Os comentários de Vance pareceram ser uma tentativa de refutar as dúvidas sobre se suas visões pacifistas e isolacionistas o colocariam em desacordo com Trump. Desde o início da guerra, em 28 de fevereiro, Vance não havia oferecido apoio público à ofensiva.
Parte da especulação sobre uma possível divergência foi desencadeada pelos comentários de Trump nas semanas anteriores, de que Vance, que serviu no Corpo de Fuzileiros Navais dos EUA há duas décadas, era “filosoficamente um pouco diferente” dele e que era “talvez menos entusiasmado” com um ataque ao Irã.
Questionado durante uma coletiva na Casa Branca se concordava com a guerra e se tinha alguma “hesitação”, Vance disse que o presidente sempre afirmou que o Irã não deveria obter armas nucleares e que concordava com ele.
“Acho que uma grande diferença é… temos um presidente inteligente, enquanto que, no passado, tivemos presidentes incompetentes, e confio que o presidente Trump fará o trabalho, fará um bom trabalho para o povo americano e garantirá que os erros do passado não se repitam”, disse Vance ao lado de Trump no Salão Oval.
Vance, que antes se autodenominava um “anti-Trump”, escreveu um artigo de opinião no Wall Street Journal no início de 2023 afirmando que a melhor política externa de Trump foi não ter iniciado nenhuma guerra durante seus primeiros quatro anos de mandato, entre 2017 e 2021.
“Toda a minha vida adulta foi moldada por presidentes que lançaram os Estados Unidos em guerras imprudentes e não conseguiram vencê-las”, escreveu Vance, que também criticou abertamente o envio de bilhões de dólares em armas por Washington para ajudar a Ucrânia a se defender da invasão russa.
O que está acontecendo no Oriente Médio?
Os Estados Unidos e Israel estão em guerra com o Irã.

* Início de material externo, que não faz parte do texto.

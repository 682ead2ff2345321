use crate::platform::PlatformOps;
use std::process::Command;

pub static WINDOWS_PLATFORM: Windows = Windows;

pub struct Windows;

impl PlatformOps for Windows {
    fn shell(&self) -> (&'static str, &'static str) {
        ("cmd", "/C")
    }
    fn clear_program(&self) -> &'static str {
        "cls"
    }
    // `cls` is a cmd builtin, not a program.
    fn clear_screen(&self) {
        if let Err(e) = Command::new("cmd").args(["/C", "cls"]).status() {
            log::debug!("clearing the screen failed: {e}");
        }
    }
}
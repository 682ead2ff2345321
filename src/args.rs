//! Prompt line tokenizer.
//!
//! Whitespace splits tokens unless it sits inside a matching pair of quotes
//! (`"`, `'` or `` ` ``). Quotes are kept in the token so a tool can decide
//! whether to strip them (see [`unquote`]) or forward them to a shell.

const QUOTES: [char; 3] = ['"', '\'', '`'];

fn is_quote(c: char) -> bool {
    QUOTES.contains(&c)
}

/// Split a raw input line into tokens.
///
/// * an empty or blank line yields no tokens
/// * `\"` never opens or closes a quoted span and is kept as written
/// * an opening quote without a partner is an ordinary character
pub fn split_line(line: &str) -> Vec<String> {
    let chars: Vec<char> = line.chars().collect();
    let quoted = quoted_mask(&chars);

    let mut tokens = Vec::new();
    let mut current = String::new();
    for (i, &c) in chars.iter().enumerate() {
        if c.is_whitespace() && !quoted[i] {
            if !current.is_empty() {
                tokens.push(std::mem::take(&mut current));
            }
        } else {
            current.push(c);
        }
    }
    if !current.is_empty() {
        tokens.push(current);
    }
    tokens
}

/// Marks every position covered by a balanced quoted span, quotes included.
fn quoted_mask(chars: &[char]) -> Vec<bool> {
    let mut mask = vec![false; chars.len()];
    let mut i = 0;
    while i < chars.len() {
        let c = chars[i];
        if c == '\\' {
            i += 2;
            continue;
        }
        if is_quote(c) {
            if let Some(end) = closing_quote(chars, i) {
                mask[i..=end].iter_mut().for_each(|m| *m = true);
                i = end + 1;
                continue;
            }
        }
        i += 1;
    }
    mask
}

fn closing_quote(chars: &[char], open: usize) -> Option<usize> {
    let quote = chars[open];
    let mut k = open + 1;
    while k < chars.len() {
        match chars[k] {
            '\\' => k += 2,
            c if c == quote => return Some(k),
            _ => k += 1,
        }
    }
    None
}

/// Strip one pair of matching surrounding quotes, if present.
pub fn unquote(token: &str) -> &str {
    let mut chars = token.chars();
    match (chars.next(), chars.next_back()) {
        (Some(first), Some(last)) if first == last && is_quote(first) => {
            &token[first.len_utf8()..token.len() - last.len_utf8()]
        }
        _ => token,
    }
}
#![deny(unsafe_code)]
//! Pointer-reactive 2D flow-field particle engine.
//!
//! A fixed pool of particles drifts along a time-varying flow field, is
//! pushed away from the pointer and wraps around the edges of a drawing
//! [`Surface`]. Each frame the engine fades the surface toward the background
//! (the `trail` opacity) and draws every particle as a small disc, so slow
//! fades leave streaks behind moving particles.
//!
//! The engine never owns a clock. It asks a [`Host`] for one frame at a time
//! and does one update per delivered frame, so it runs identically under a
//! browser's animation callback and a headless [`ManualHost`](drift_core::ManualHost).

pub mod config;
pub mod particle;

pub use config::FlowConfig;
pub use particle::{repulsion, wrap, Particle};

use drift_core::error::EngineError;
use drift_core::field_source::FieldSource;
use drift_core::host::{FrameHandle, FrameTask, Host, ListenerKind, ListenerSet};
use drift_core::{ColorBuffer, Engine, Surface, Xorshift64};
use log::{debug, warn};
use serde_json::Value;

/// Field time added per frame.
pub const TIME_STEP: f64 = 0.005;

/// Listeners registered while attached.
const LISTENERS: &[ListenerKind] = &[ListenerKind::PointerMove, ListenerKind::Resize];

/// The flow-field engine drawing onto a surface of type `S`.
pub struct FlowField<S: Surface> {
    surface: Option<S>,
    config: FlowConfig,
    field: Box<dyn FieldSource>,
    particles: Vec<Particle>,
    positions: Vec<f32>,
    colors: Vec<f32>,
    rng: Xorshift64,
    seed: u64,
    time: f64,
    pointer: Option<(f64, f64)>,
    frame: FrameTask,
    listeners: ListenerSet,
}

impl<S: Surface> FlowField<S> {
    /// Creates the engine and, if a surface is given, starts it: the pool is
    /// spawned over the surface, pointer-move and resize listeners are
    /// registered and the first frame is requested.
    ///
    /// Without a surface the engine is inert until [`attach`](Self::attach).
    /// Returns an error if `config` fails validation.
    pub fn create(
        surface: Option<S>,
        config: FlowConfig,
        host: &mut dyn Host,
        seed: u64,
    ) -> Result<Self, EngineError> {
        config.validate()?;
        let field = config.field_source(seed)?;
        let mut engine = Self {
            surface: None,
            config,
            field,
            particles: Vec::new(),
            positions: Vec::new(),
            colors: Vec::new(),
            rng: Xorshift64::new(seed),
            seed,
            time: 0.0,
            pointer: None,
            frame: FrameTask::new(),
            listeners: ListenerSet::new(),
        };
        match surface {
            Some(surface) => engine.attach(surface, host),
            None => debug!("flow field created without a surface, staying inert"),
        }
        Ok(engine)
    }

    /// Creates the engine from JSON params (see [`FlowConfig::from_json`]).
    pub fn from_json(
        surface: Option<S>,
        params: &Value,
        host: &mut dyn Host,
        seed: u64,
    ) -> Result<Self, EngineError> {
        Self::create(surface, FlowConfig::from_json(params)?, host, seed)
    }

    /// Binds a surface and starts the engine. A previously attached surface
    /// is torn down and replaced.
    pub fn attach(&mut self, surface: S, host: &mut dyn Host) {
        self.teardown(host);
        self.surface = Some(surface);
        self.rebuild();
        self.listeners.register(host, LISTENERS);
        self.frame.schedule(host);
        debug!(
            "flow field attached: {} particles, field '{}'",
            self.particles.len(),
            self.config.field
        );
    }

    /// Handles the delivered frame `frame`: one update, then the next frame
    /// is requested. Returns `false` (and does nothing) if `frame` is not the
    /// one this engine is waiting on, e.g. after [`teardown`](Self::teardown)
    /// or when another engine shares the host.
    pub fn on_frame(&mut self, host: &mut dyn Host, frame: FrameHandle) -> bool {
        if !self.frame.fire(frame) {
            return false;
        }
        self.update();
        self.frame.schedule(host);
        true
    }

    /// One frame of simulation and drawing.
    ///
    /// Advances field time, fades the surface, then moves and draws every
    /// particle. Does nothing while no surface is attached.
    pub fn update(&mut self) {
        let Some(surface) = self.surface.as_mut() else {
            return;
        };
        let (width, height) = surface.size();
        self.time += TIME_STEP;
        surface.fill(self.config.background, self.config.trail);
        for (i, p) in self.particles.iter_mut().enumerate() {
            let heading = self.field.direction(p.x, p.y, self.time);
            p.advance(
                heading,
                self.config.speed,
                self.pointer,
                self.config.interaction_radius,
                width,
                height,
            );
            surface.fill_circle(p.x, p.y, p.size, p.color);
            self.positions[i * 3] = p.x as f32;
            self.positions[i * 3 + 1] = p.y as f32;
        }
    }

    /// Records the latest pointer position in surface pixels.
    pub fn on_pointer_move(&mut self, x: f64, y: f64) {
        self.pointer = Some((x, y));
    }

    /// Forgets the pointer; no repulsion until it moves again.
    pub fn on_pointer_leave(&mut self) {
        self.pointer = None;
    }

    /// Resizes the surface and respawns the pool over the new extent.
    pub fn on_resize(&mut self, width: f64, height: f64) {
        if let Some(surface) = self.surface.as_mut() {
            surface.resize(width, height);
        }
        self.rebuild();
    }

    /// Replaces the configuration and respawns the pool.
    ///
    /// On error the engine keeps its previous configuration.
    pub fn reconfigure(&mut self, config: FlowConfig) -> Result<(), EngineError> {
        config.validate()?;
        self.field = config.field_source(self.seed)?;
        self.config = config;
        self.rebuild();
        Ok(())
    }

    /// Cancels the pending frame and removes the listeners.
    ///
    /// Idempotent, and safe on an engine that never started.
    pub fn teardown(&mut self, host: &mut dyn Host) {
        if self.frame.is_scheduled() || !self.listeners.is_empty() {
            debug!("flow field torn down");
        }
        self.frame.cancel(host);
        self.listeners.clear(host);
    }

    /// True while a frame is pending.
    pub fn is_running(&self) -> bool {
        self.frame.is_scheduled()
    }

    pub fn particles(&self) -> &[Particle] {
        &self.particles
    }

    pub fn config(&self) -> &FlowConfig {
        &self.config
    }

    /// Field time, advanced by [`TIME_STEP`] per update.
    pub fn time(&self) -> f64 {
        self.time
    }

    pub fn pointer(&self) -> Option<(f64, f64)> {
        self.pointer
    }

    pub fn surface(&self) -> Option<&S> {
        self.surface.as_ref()
    }

    pub fn surface_mut(&mut self) -> Option<&mut S> {
        self.surface.as_mut()
    }

    /// Detaches and returns the surface, stopping the engine.
    pub fn into_surface(mut self, host: &mut dyn Host) -> Option<S> {
        self.teardown(host);
        self.surface.take()
    }

    /// Respawns the whole pool over the current surface extent.
    fn rebuild(&mut self) {
        self.particles.clear();
        let Some(surface) = self.surface.as_ref() else {
            return;
        };
        let (width, height) = surface.size();
        if !(width > 0.0 && height > 0.0) {
            warn!("flow surface has no area ({width}x{height}), pool left empty");
            self.positions.clear();
            self.colors.clear();
            return;
        }
        for _ in 0..self.config.count {
            let p = Particle::spawn(width, height, &self.config.palette, &mut self.rng);
            self.particles.push(p);
        }
        self.positions = self
            .particles
            .iter()
            .flat_map(|p| [p.x as f32, p.y as f32, 0.0])
            .collect();
        self.colors = self
            .particles
            .iter()
            .flat_map(|p| p.color.to_linear().to_f32())
            .collect();
    }
}

impl<S: Surface> Engine for FlowField<S> {
    /// One update per call; field time advances by [`TIME_STEP`] regardless
    /// of `dt`.
    fn step(&mut self, _dt: f64) -> Result<(), EngineError> {
        self.update();
        Ok(())
    }

    fn positions(&self) -> &[f32] {
        &self.positions
    }

    fn colors(&self) -> ColorBuffer<'_> {
        ColorBuffer::PerPoint(&self.colors)
    }

    fn params(&self) -> Value {
        self.config.to_json()
    }

    fn param_schema(&self) -> Value {
        FlowConfig::schema()
    }
}
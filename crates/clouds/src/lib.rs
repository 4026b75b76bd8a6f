#![deny(unsafe_code)]
//! Point-cloud generators.
//!
//! Pure functions from a [`RandomSource`](drift_core::RandomSource) to an
//! immutable [`PointCloud`](drift_core::PointCloud). The fixed-count shapes
//! (cone, shell, crowd, cluster, attractor) serve as morph targets and are
//! reachable by name through [`Shape`]; the globe produces a variable number
//! of colored points from a land-mask texture and a [`RegionTable`].

pub mod attractor;
pub mod globe;
pub mod region;
pub mod shape;
pub mod shapes;

pub use attractor::{attractor, attractor_with, AttractorParams, ATTRACTOR_POINTS};
pub use globe::{globe, globe_point, lat_lon_of, GlobeTexture, GLOBE_SAMPLES};
pub use region::{LatLonBox, Region, RegionTable};
pub use shape::Shape;
pub use shapes::{cluster, cone, crowd, shell};
//! Name-based registry of fixed-count generators.

use std::fmt;

use drift_core::error::EngineError;
use drift_core::prng::RandomSource;
use drift_core::PointCloud;

use crate::attractor::attractor;
use crate::shapes::{cluster, cone, crowd, shell, CLUSTER_CENTERS, CLUSTER_RADII};

/// All shape names, in registry order.
const SHAPE_NAMES: &[&str] = &["cone", "shell", "crowd", "cluster", "attractor"];

/// A generator that always returns exactly the requested number of points.
#[derive(Debug, Clone, Copy, PartialEq, Eq)]
pub enum Shape {
    Cone,
    Shell,
    Crowd,
    Cluster,
    Attractor,
}

impl Shape {
    /// Looks a shape up by name.
    ///
    /// Returns `EngineError::UnknownShape` if the name is not recognized.
    pub fn from_name(name: &str) -> Result<Self, EngineError> {
        match name {
            "cone" => Ok(Shape::Cone),
            "shell" => Ok(Shape::Shell),
            "crowd" => Ok(Shape::Crowd),
            "cluster" => Ok(Shape::Cluster),
            "attractor" => Ok(Shape::Attractor),
            _ => Err(EngineError::UnknownShape(name.to_string())),
        }
    }

    pub fn name(self) -> &'static str {
        match self {
            Shape::Cone => "cone",
            Shape::Shell => "shell",
            Shape::Crowd => "crowd",
            Shape::Cluster => "cluster",
            Shape::Attractor => "attractor",
        }
    }

    /// Returns a slice of all recognized shape names.
    pub fn list_names() -> &'static [&'static str] {
        SHAPE_NAMES
    }

    /// Generates `count` points.
    pub fn generate(self, count: usize, rng: &mut dyn RandomSource) -> PointCloud {
        match self {
            Shape::Cone => cone(count, rng),
            Shape::Shell => shell(count, rng),
            Shape::Crowd => crowd(count, rng),
            Shape::Cluster => cluster(count, &CLUSTER_CENTERS, CLUSTER_RADII, rng),
            Shape::Attractor => attractor(count, rng),
        }
    }
}

impl fmt::Display for Shape {
    fn fmt(&self, f: &mut fmt::Formatter<'_>) -> fmt::Result {
        f.write_str(self.name())
    }
}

O conflito teve início no dia 28 de fevereiro, quando um ataque coordenado entre os dois países matou o líder supremo do país, Ali Khamenei, em Teerã.
Diversas autoridades do alto escalão do regime iraniano também foram mortas. Além disso, os EUA alegam terem destruído dezenas de navios do país, assim como sistemas de defesa aérea, aviões e outros alvos militares.
Em retaliação, o regime dos aiatolás fez ataques contra diversos países da região, como Emirados Árabes Unidos, Arábia Saudita, Catar, Bahrein, Kuwait, Jordânia, Iraque e Omã. As autoridades iranianas dizem que têm como alvo apenas interesses dos Estados Unidos e Israel nessas nações.
Mais de 1.200 civis morreram no Irã desde o início da guerra, segundo a Agência de Notícias de Ativistas de Direitos Humanos, que tem sede nos EUA. A Casa Branca, por sua vez, registrou ao menos sete mortes de soldados americanos em relação direta aos ataques iranianos.
O conflito também se expandiu para o Líbano. O Hezbollah, um grupo armado apoiado pelo Irã, atacou o território israelense em retaliação à morte de Ali Khamenei. Com isso, Israel tem realizado ofensivas aéreas contra o que diz ser alvos do Hezbollah no país vizinho. Centenas de pessoas morreram no território libanês desde então.
Com a morte de grande parte de sua liderança, um conselho do Irã elegeu um novo líder supremo: Mojtaba Khamenei, filho de Ali Khamenei. Especialistas apontam que ele não fará mudanças estruturais e representa continuidade da repressão.
Donald Trump mostrou descontentamento com essa escolha, classificando como um “grande erro”. Ele havia dito que precisaria estar envolvido no processo e pontuou que Mojtaba seria “inaceitável” para a liderança do Irã.